We’ve been talking a lot about graphene – from its potential in energy storage to its ability to improve and revolutionize personal electronic devices, this material seems to be everywhere. Now, engineers out of the University of Massachusetts believe it could help save lives.
Engineers developed a mock-up of multilayered graphene body armor and tested it in a miniature shooting range. The results suggest that graphene may be able to absorb 10 times the amount of energy that its steel competitor can before failing.
This from the Royal Society of Chemistry’s Chemistry World:
The bullet was propelled into stacked graphene sheets at supersonic speeds of up to 2000mph by the gases produced by laser pulses rapidly evaporating a gold film.
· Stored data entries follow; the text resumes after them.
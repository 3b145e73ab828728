//! Engine Module
//!
//! The core storage engine that coordinates all components.
//!
//! ## Responsibilities
//! - Coordinate WAL, MemTable, and the leveled storage
//! - Handle concurrent read/write access
//! - Trigger flushes when the MemTable is full, and compactions after them
//! - Replay the WAL on startup
//! - Ordered pagination over the merged key space

use std::fs;
use std::path::Path;

use bytes::Bytes;
use parking_lot::Mutex;

use crate::config::Config;
use crate::error::{IoContext, Result};
use crate::memtable::MemTable;
use crate::record::{check_key, Record};
use crate::storage::{
    Direction, KeySource, LevelController, LevelManager, MemSource, MergeIterator, RunScanner,
    ScanSource, SourceRank,
};
use crate::wal::{WalRecovery, WalWriter};

/// One page of an ordered scan
///
/// `next` is the continuation token to pass back for the following page, or
/// `None` once the scan is exhausted.
#[derive(Debug, Clone, PartialEq)]
pub struct Page<T, C> {
    pub items: Vec<T>,
    pub next: Option<C>,
}

impl<T, C> Page<T, C> {
    pub fn is_last(&self) -> bool {
        self.next.is_none()
    }
}

/// The main storage engine
///
/// ## Concurrency Model: Single-Writer / Multiple-Reader (SWMR)
///
/// - **Writes** (set/remove/flush): serialized by `write_lock`
///   - The WAL append completes before the MemTable insert, so a write is
///     never visible before it is logged
///   - Flush and compaction are further serialized inside the level manager
///
/// - **Reads** (get/pagination): concurrent with each other
///   - Take the level read guard first, then the MemTable read lock
///   - A flush swaps MemTable contents into level 0 under the level write
///     guard, so a read sees each record exactly once
pub struct Engine {
    /// Engine configuration
    config: Config,

    /// Write-ahead log for durability (exclusive access needed)
    wal: Mutex<WalWriter>,

    /// In-memory table for recent writes (internal RwLock)
    memtable: MemTable,

    /// Leveled on-disk storage (internal RwLock on the level list)
    levels: LevelManager,

    /// Serializes write operations (set/remove/flush)
    write_lock: Mutex<()>,
}

impl Engine {
    /// Open or create an engine with the given config
    ///
    /// On startup:
    /// 1. Validate config, create the data directory
    /// 2. Rebuild every level from the files on disk
    /// 3. Replay the WAL into a fresh MemTable (corruption fails the open)
    /// 4. Ready to serve requests
    pub fn open(config: Config) -> Result<Self> {
        config.validate()?;
        fs::create_dir_all(&config.data_dir).with_path(&config.data_dir)?;

        let levels = LevelManager::open(&config)?;

        let memtable = MemTable::new();
        let wal_path = config.wal_path();
        WalRecovery::recover_into(&wal_path, &memtable)?;
        let wal = WalWriter::open(&wal_path, config.wal_sync_strategy)?;

        tracing::info!(
            data_dir = %config.data_dir.display(),
            memtable_entries = memtable.entry_count(),
            runs = levels.total_runs(),
            "engine opened"
        );

        Ok(Self {
            config,
            wal: Mutex::new(wal),
            memtable,
            levels,
            write_lock: Mutex::new(()),
        })
    }

    /// Open with a path (convenience method)
    ///
    /// Uses default config with the specified data directory
    pub fn open_path(path: &Path) -> Result<Self> {
        Self::open(Config::builder().data_dir(path).build())
    }

    // =========================================================================
    // Point Operations
    // =========================================================================

    /// Get the newest record for `key`
    ///
    /// Search order:
    /// 1. MemTable (most recent writes)
    /// 2. Levels 0..N, newest run first inside each level
    ///
    /// A tombstone is returned as-is; check [`Record::is_deleted`].
    pub fn get(&self, key: &[u8]) -> Result<Option<Record>> {
        check_key(key)?;
        let levels = self.levels.read();

        if let Some(record) = self.memtable.get(key) {
            return Ok(Some(record));
        }
        for level in levels.iter() {
            if let Some(record) = level.get(key)? {
                return Ok(Some(record));
            }
        }
        Ok(None)
    }

    /// Get the live value for `key`; deleted and missing keys give `None`
    pub fn get_value(&self, key: &[u8]) -> Result<Option<Bytes>> {
        Ok(self
            .get(key)?
            .filter(|record| !record.is_deleted())
            .map(|record| record.value().clone()))
    }

    /// Put a key-value pair
    ///
    /// Steps:
    /// 1. Acquire write lock
    /// 2. Write to WAL (durability)
    /// 3. Write to MemTable
    /// 4. Flush if the MemTable outgrew its limit
    ///
    /// An error means the write was not applied. A failed flush in step 4
    /// is logged and leaves the write in the WAL and MemTable.
    pub fn set(&self, key: impl Into<Bytes>, value: impl Into<Bytes>) -> Result<()> {
        self.write(Record::new(key, value)?)
    }

    /// Delete a key by writing a tombstone, with the same contract as `set`
    pub fn remove(&self, key: impl Into<Bytes>) -> Result<()> {
        self.write(Record::tombstone(key)?)
    }

    fn write(&self, record: Record) -> Result<()> {
        let _write_guard = self.write_lock.lock();

        self.wal.lock().append(&record)?;
        self.memtable.put(record);

        if self.memtable.should_flush(self.config.memtable_size_limit) {
            if let Err(e) = self.flush_internal() {
                tracing::error!(error = %e, "flush after write failed, data kept in memtable");
            }
        }
        Ok(())
    }

    // =========================================================================
    // Flush & Compaction
    // =========================================================================

    /// Flush memtable to disk (public API)
    ///
    /// Forces a flush regardless of memtable size
    pub fn flush_mem_table(&self) -> Result<()> {
        let _write_guard = self.write_lock.lock();
        self.flush_internal()
    }

    /// Internal flush implementation (called with write lock held)
    fn flush_internal(&self) -> Result<()> {
        // Step 1: new level-0 run, registered as the MemTable is cleared
        if self.levels.flush(&self.memtable)?.is_none() {
            return Ok(());
        }

        // Step 2: the run is registered, the log is no longer needed
        self.wal.lock().truncate()?;

        // Step 3: cascade compactions while levels are over budget
        self.levels.compact_pending()?;
        Ok(())
    }

    /// Compact level `index` into the next one
    ///
    /// Returns false when the level held nothing to compact.
    pub fn compact_level(&self, index: usize) -> Result<bool> {
        Ok(self.levels.compact_level(index)?.is_some())
    }

    /// Reload level metadata from disk and replay the WAL into the MemTable
    ///
    /// The WAL is read in full before anything is replaced; a corrupt log
    /// fails the call with the MemTable untouched.
    pub fn reconstruct_tree(&self) -> Result<()> {
        let _write_guard = self.write_lock.lock();

        let (records, result) = WalRecovery::recover(&self.config.wal_path())?;
        self.levels.reconstruct()?;
        self.memtable.replace_with(records);

        tracing::info!(
            entries = result.entries_recovered,
            runs = self.levels.total_runs(),
            "tree reconstructed"
        );
        Ok(())
    }

    /// Close the engine gracefully
    ///
    /// Flushes any pending data and syncs to disk
    pub fn close(self) -> Result<()> {
        if !self.memtable.is_empty() {
            self.flush_mem_table()?;
        }
        self.wal.lock().sync()?;
        tracing::info!(data_dir = %self.config.data_dir.display(), "engine closed");
        Ok(())
    }

    // =========================================================================
    // Pagination
    // =========================================================================

    /// Up to `count` live records with key `>= key`, ascending
    ///
    /// `next` is the first key not returned; passing it back as `key`
    /// continues exactly where this page stopped.
    pub fn get_ff(&self, key: &[u8], count: usize) -> Result<Page<Record, Bytes>> {
        let levels = self.levels.read();
        let mut merge = self.merged_scan(&levels, key, Direction::Forward)?;
        let (items, next) = take_page(&mut merge, count, |_| true)?;
        Ok(Page { items, next })
    }

    /// Up to `count` live records with key `<= key`, descending
    ///
    /// `next` is the next smaller key not returned.
    pub fn get_fb(&self, key: &[u8], count: usize) -> Result<Page<Record, Bytes>> {
        let levels = self.levels.read();
        let mut merge = self.merged_scan(&levels, key, Direction::Backward)?;
        let (items, next) = take_page(&mut merge, count, |_| true)?;
        Ok(Page { items, next })
    }

    /// Up to `count` live keys after skipping the first `skip`
    ///
    /// `next` is the skip value for the following page.
    pub fn get_keys(&self, count: usize, skip: usize) -> Result<Page<Bytes, usize>> {
        self.get_keys_prefix(b"", count, skip)
    }

    /// Like [`get_keys`](Self::get_keys), restricted to keys starting with `prefix`
    pub fn get_keys_prefix(
        &self,
        prefix: &[u8],
        count: usize,
        skip: usize,
    ) -> Result<Page<Bytes, usize>> {
        let levels = self.levels.read();
        let mut merge = self.merged_scan(&levels, prefix, Direction::Forward)?;
        let in_prefix = |key: &[u8]| key.starts_with(prefix);

        for _ in 0..skip {
            match next_alive(&mut merge)? {
                Some(record) if in_prefix(&record.key()[..]) => {}
                _ => {
                    return Ok(Page {
                        items: Vec::new(),
                        next: None,
                    })
                }
            }
        }

        let (records, next) = take_page(&mut merge, count, in_prefix)?;
        let items: Vec<Bytes> = records.into_iter().map(|r| r.key().clone()).collect();
        let next = next.map(|_| skip + items.len());
        Ok(Page { items, next })
    }

    /// Up to `count` live keys `>= cursor` (from the start when `None`)
    ///
    /// `next` is the cursor for the following page.
    pub fn get_keys_cursor(&self, cursor: Option<&[u8]>, count: usize) -> Result<Page<Bytes, Bytes>> {
        self.get_keys_cursor_prefix(b"", cursor, count)
    }

    /// Like [`get_keys_cursor`](Self::get_keys_cursor), restricted to `prefix`
    pub fn get_keys_cursor_prefix(
        &self,
        prefix: &[u8],
        cursor: Option<&[u8]>,
        count: usize,
    ) -> Result<Page<Bytes, Bytes>> {
        let start = match cursor {
            Some(cursor) if cursor > prefix => cursor,
            _ => prefix,
        };

        let levels = self.levels.read();
        let mut merge = self.merged_scan(&levels, start, Direction::Forward)?;
        let (records, next) = take_page(&mut merge, count, |key| key.starts_with(prefix))?;
        Ok(Page {
            items: records.into_iter().map(|r| r.key().clone()).collect(),
            next,
        })
    }

    /// One merged cursor over the MemTable and every run, starting at `start`
    ///
    /// `levels` must be the read guard taken before the MemTable is read.
    fn merged_scan<'g>(
        &self,
        levels: &'g [LevelController],
        start: &[u8],
        direction: Direction,
    ) -> Result<MergeIterator<ScanSource<'g>>> {
        let mem = match direction {
            Direction::Forward => self.memtable.range_from(start),
            Direction::Backward => self.memtable.range_to_rev(start),
        };

        let mut sources = vec![(ScanSource::Mem(MemSource::new(mem)), SourceRank::MemTable)];
        for level in levels {
            for run in level.runs() {
                let beyond = match direction {
                    Direction::Forward => run.last_key().as_ref() < start,
                    Direction::Backward => run.first_key().as_ref() > start,
                };
                if beyond {
                    continue;
                }
                let scanner = RunScanner::seek(run, start, direction)?;
                sources.push((
                    ScanSource::Run(scanner),
                    SourceRank::run(level.level(), run.id()),
                ));
            }
        }
        Ok(MergeIterator::new(sources, direction))
    }

    // =========================================================================
    // Statistics & Accessors
    // =========================================================================

    /// `(level, fill ratio)` pairs, fullest level first
    pub fn get_fill_ratios(&self) -> Vec<(usize, f64)> {
        self.levels.fill_ratios()
    }

    pub fn get_max_fill_ratio(&self) -> f64 {
        self.levels.max_fill_ratio()
    }

    /// Get the data directory path
    pub fn data_dir(&self) -> &Path {
        &self.config.data_dir
    }

    /// Get the current memtable size
    pub fn memtable_size(&self) -> usize {
        self.memtable.size()
    }

    /// Get the memtable entry count
    pub fn memtable_entry_count(&self) -> usize {
        self.memtable.entry_count()
    }

    /// Current WAL size in bytes
    pub fn wal_size(&self) -> u64 {
        self.wal.lock().len()
    }

    pub fn level_count(&self) -> usize {
        self.levels.level_count()
    }

    /// Number of runs in `level`
    pub fn run_count(&self, level: usize) -> usize {
        self.levels.run_count(level)
    }

    /// Combined file size of `level`
    pub fn level_size(&self, level: usize) -> u64 {
        self.levels.level_size(level)
    }

    /// Get the configuration
    pub fn config(&self) -> &Config {
        &self.config
    }
}

// =============================================================================
// Scan Helpers
// =============================================================================

/// Next live record, skipping tombstones and corrupt records
fn next_alive<S: KeySource>(merge: &mut MergeIterator<S>) -> Result<Option<Record>> {
    for item in merge.by_ref() {
        match item {
            Ok(record) if record.is_deleted() => continue,
            Ok(record) => return Ok(Some(record)),
            Err(e) if e.is_corruption() => {
                tracing::warn!(error = %e, "skipping corrupt record during scan");
            }
            Err(e) => return Err(e),
        }
    }
    Ok(None)
}

/// Collect up to `count` live records while `in_range` holds, plus the key
/// of the first live record left out
fn take_page<S: KeySource>(
    merge: &mut MergeIterator<S>,
    count: usize,
    in_range: impl Fn(&[u8]) -> bool,
) -> Result<(Vec<Record>, Option<Bytes>)> {
    let mut items = Vec::new();
    while items.len() < count {
        match next_alive(merge)? {
            Some(record) if in_range(&record.key()[..]) => items.push(record),
            _ => return Ok((items, None)),
        }
    }

    let next = next_alive(merge)?
        .filter(|record| in_range(&record.key()[..]))
        .map(|record| record.key().clone());
    Ok((items, next))
}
The team calculated the energy difference of the bullet before and after to determine the energy absorbed.
In the test, graphene was able to absorb up to 0.92MJ/kg of ballistic energy in comparison to steel targets, which only absorbed 0.08MJ/kg at the same speed.
While the pure strength of graphene has been tested and proven before, it has not until now come under the extreme conditions of high-speed ballistics.
According to Chemistry World, grapehen’s success in this experiment boils down to both its high stiffness and low density. Because of these two things – sound, stress and energy can travel though the material faster. With this, energy is spread at a higher speed across the area, which allows the material to support the load and reduce the damaging effect of the bullet.